ABOUT THIS TASK:
For this exercise, please find the lines in the entries that include the word "email" and copy them.

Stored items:
########################################

//! Admin review queue for voucher usage.
//!
//! Checkout records each consumed voucher as an approved request; admins
//! can flip a request to rejected (or back) with an optional note. The
//! decision is an audit record and does not re-price the order.

use axum::{
    Json, Router,
    extract::{Path, State},
    routing::{get, put},
};
use serde::Deserialize;

use tindahan_core::{VoucherRequestId, VoucherRequestStatus};

use crate::db::VoucherRequestRepository;
use crate::error::AppError;
use crate::middleware::RequireStaff;
use crate::models::voucher::VoucherRequestDetail;
use crate::state::AppState;

/// Build the voucher requests router.
pub fn router() -> Router<AppState> {
    Router::new()
        .route("/api/admin/voucher-requests", get(list))
        .route("/api/admin/voucher-requests/{id}/approve", put(approve))
        .route("/api/admin/voucher-requests/{id}/reject", put(reject))
}

/// List voucher requests with code and buyer, newest first.
///
/// GET /api/admin/voucher-requests
async fn list(
    RequireStaff(_user): RequireStaff,
    State(state): State<AppState>,
) -> Result<Json<Vec<VoucherRequestDetail>>, AppError> {
    let requests = VoucherRequestRepository::new(state.pool())
        .list_detailed()
        .await?;
    Ok(Json(requests))
}

#[derive(Debug, Default, Deserialize)]
struct ReviewInput {
    admin_note: Option<String>,
}

/// Approve a voucher request.
///
/// PUT /api/admin/voucher-requests/{id}/approve
async fn approve(
    RequireStaff(user): RequireStaff,
    State(state): State<AppState>,
    Path(id): Path<VoucherRequestId>,
    input: Option<Json<ReviewInput>>,
) -> Result<Json<serde_json::Value>, AppError> {
    review(state, id, VoucherRequestStatus::Approved, input, &user.email.to_string()).await
}

/// Reject a voucher request.
///
/// PUT /api/admin/voucher-requests/{id}/reject
async fn reject(
    RequireStaff(user): RequireStaff,
    State(state): State<AppState>,
    Path(id): Path<VoucherRequestId>,
    input: Option<Json<ReviewInput>>,
) -> Result<Json<serde_json::Value>, AppError> {
    review(state, id, VoucherRequestStatus::Rejected, input, &user.email.to_string()).await
}

async fn review(
    state: AppState,
    id: VoucherRequestId,
    status: VoucherRequestStatus,
    input: Option<Json<ReviewInput>>,
    reviewer: &str,
) -> Result<Json<serde_json::Value>, AppError> {
    let note = input.and_then(|Json(i)| i.admin_note);
    VoucherRequestRepository::new(state.pool())
        .set_status(id, status, note.as_deref())
        .await?;
    tracing::info!(request_id = id.as_i32(), %status, reviewer, "voucher request reviewed");
    Ok(Json(serde_json::json!({ "message": "Voucher request updated" })))
}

########################################

SOLUTION TO THIS TASK:
    review(state, id, VoucherRequestStatus::Approved, input, &user.email.to_string()).await
    review(state, id, VoucherRequestStatus::Rejected, input, &user.email.to_string()).await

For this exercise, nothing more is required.